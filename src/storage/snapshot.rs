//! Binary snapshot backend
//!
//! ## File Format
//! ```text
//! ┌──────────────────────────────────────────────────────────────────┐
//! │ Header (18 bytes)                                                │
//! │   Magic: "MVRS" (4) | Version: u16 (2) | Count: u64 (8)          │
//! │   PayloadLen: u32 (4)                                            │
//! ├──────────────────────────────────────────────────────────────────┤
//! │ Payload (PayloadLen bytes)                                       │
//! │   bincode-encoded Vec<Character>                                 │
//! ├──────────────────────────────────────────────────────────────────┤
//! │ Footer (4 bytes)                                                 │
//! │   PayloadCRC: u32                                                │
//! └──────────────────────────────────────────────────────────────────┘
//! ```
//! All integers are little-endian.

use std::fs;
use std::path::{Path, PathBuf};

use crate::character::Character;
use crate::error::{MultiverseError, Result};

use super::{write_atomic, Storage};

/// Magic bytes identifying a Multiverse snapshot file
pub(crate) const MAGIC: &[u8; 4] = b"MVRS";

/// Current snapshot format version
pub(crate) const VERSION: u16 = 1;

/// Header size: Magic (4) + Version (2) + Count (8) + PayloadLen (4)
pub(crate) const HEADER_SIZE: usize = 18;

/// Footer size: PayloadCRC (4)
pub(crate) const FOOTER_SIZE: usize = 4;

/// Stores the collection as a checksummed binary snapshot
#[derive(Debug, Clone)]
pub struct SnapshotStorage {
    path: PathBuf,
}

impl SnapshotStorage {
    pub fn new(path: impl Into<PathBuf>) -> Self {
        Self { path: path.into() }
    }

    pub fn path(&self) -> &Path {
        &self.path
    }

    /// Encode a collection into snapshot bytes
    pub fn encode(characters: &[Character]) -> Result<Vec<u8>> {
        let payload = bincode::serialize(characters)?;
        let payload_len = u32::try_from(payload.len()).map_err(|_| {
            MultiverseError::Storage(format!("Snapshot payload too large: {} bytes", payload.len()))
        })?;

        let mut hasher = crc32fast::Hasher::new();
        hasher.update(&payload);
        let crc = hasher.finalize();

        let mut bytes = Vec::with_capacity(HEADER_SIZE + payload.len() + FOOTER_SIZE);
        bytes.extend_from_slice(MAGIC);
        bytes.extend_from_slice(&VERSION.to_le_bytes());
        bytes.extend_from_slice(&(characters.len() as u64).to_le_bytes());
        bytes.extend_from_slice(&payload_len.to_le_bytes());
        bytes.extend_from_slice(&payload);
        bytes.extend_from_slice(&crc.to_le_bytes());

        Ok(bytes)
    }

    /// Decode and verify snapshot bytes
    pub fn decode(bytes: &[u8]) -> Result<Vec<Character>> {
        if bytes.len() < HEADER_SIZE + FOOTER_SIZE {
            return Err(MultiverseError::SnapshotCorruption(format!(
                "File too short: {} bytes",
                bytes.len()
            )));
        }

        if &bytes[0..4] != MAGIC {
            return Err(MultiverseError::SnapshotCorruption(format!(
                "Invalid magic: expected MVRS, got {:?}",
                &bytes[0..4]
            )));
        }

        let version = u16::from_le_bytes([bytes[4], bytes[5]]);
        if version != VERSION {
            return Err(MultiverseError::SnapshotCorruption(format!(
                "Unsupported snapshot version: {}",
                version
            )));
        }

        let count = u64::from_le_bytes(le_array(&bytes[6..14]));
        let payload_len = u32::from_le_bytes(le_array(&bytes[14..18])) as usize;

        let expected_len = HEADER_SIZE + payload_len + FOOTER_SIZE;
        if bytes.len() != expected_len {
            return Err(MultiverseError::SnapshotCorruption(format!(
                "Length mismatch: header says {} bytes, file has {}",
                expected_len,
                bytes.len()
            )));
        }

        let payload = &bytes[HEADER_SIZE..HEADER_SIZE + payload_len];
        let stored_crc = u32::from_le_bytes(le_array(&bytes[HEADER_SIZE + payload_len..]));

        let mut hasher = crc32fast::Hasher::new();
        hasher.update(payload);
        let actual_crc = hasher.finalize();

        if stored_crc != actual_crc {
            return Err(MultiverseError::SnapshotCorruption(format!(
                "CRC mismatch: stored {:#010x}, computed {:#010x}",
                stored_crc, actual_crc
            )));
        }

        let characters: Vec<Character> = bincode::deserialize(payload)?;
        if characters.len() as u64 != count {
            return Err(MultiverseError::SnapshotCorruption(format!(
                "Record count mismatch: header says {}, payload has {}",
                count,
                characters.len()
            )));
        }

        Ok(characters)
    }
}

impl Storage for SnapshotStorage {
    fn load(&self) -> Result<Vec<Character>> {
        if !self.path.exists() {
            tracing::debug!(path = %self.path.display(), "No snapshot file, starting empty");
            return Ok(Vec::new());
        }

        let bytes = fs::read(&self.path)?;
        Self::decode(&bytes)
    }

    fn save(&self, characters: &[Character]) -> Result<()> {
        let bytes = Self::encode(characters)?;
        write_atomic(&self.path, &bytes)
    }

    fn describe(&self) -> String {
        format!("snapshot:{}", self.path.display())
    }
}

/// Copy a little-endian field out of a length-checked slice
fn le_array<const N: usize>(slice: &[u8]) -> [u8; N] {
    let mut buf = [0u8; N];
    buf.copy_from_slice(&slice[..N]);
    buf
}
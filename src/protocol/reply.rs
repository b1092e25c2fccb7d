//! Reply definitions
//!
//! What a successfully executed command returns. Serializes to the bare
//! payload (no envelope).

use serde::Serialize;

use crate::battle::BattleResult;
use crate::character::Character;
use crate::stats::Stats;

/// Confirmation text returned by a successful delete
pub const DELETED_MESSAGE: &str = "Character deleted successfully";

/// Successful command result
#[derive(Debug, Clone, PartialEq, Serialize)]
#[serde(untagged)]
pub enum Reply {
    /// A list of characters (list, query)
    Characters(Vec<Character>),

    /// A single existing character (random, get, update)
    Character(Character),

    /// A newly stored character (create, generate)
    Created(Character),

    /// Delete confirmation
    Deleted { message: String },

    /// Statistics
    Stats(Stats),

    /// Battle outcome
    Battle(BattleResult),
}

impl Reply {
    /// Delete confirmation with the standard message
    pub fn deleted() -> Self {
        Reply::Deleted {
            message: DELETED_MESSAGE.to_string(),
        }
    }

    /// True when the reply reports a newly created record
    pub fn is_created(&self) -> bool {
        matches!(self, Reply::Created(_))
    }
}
════════════════
- _AIM OF THE TASK_
From the data above, output exactly the lines between the one containing "use crate::battle::BattleResult;" and the one containing "Successful command result", counting both of them.

- _WRITTEN SOLUTION_
use crate::battle::BattleResult;
use crate::character::Character;
use crate::stats::Stats;

/// Confirmation text returned by a successful delete
pub const DELETED_MESSAGE: &str = "Character deleted successfully";

/// Successful command result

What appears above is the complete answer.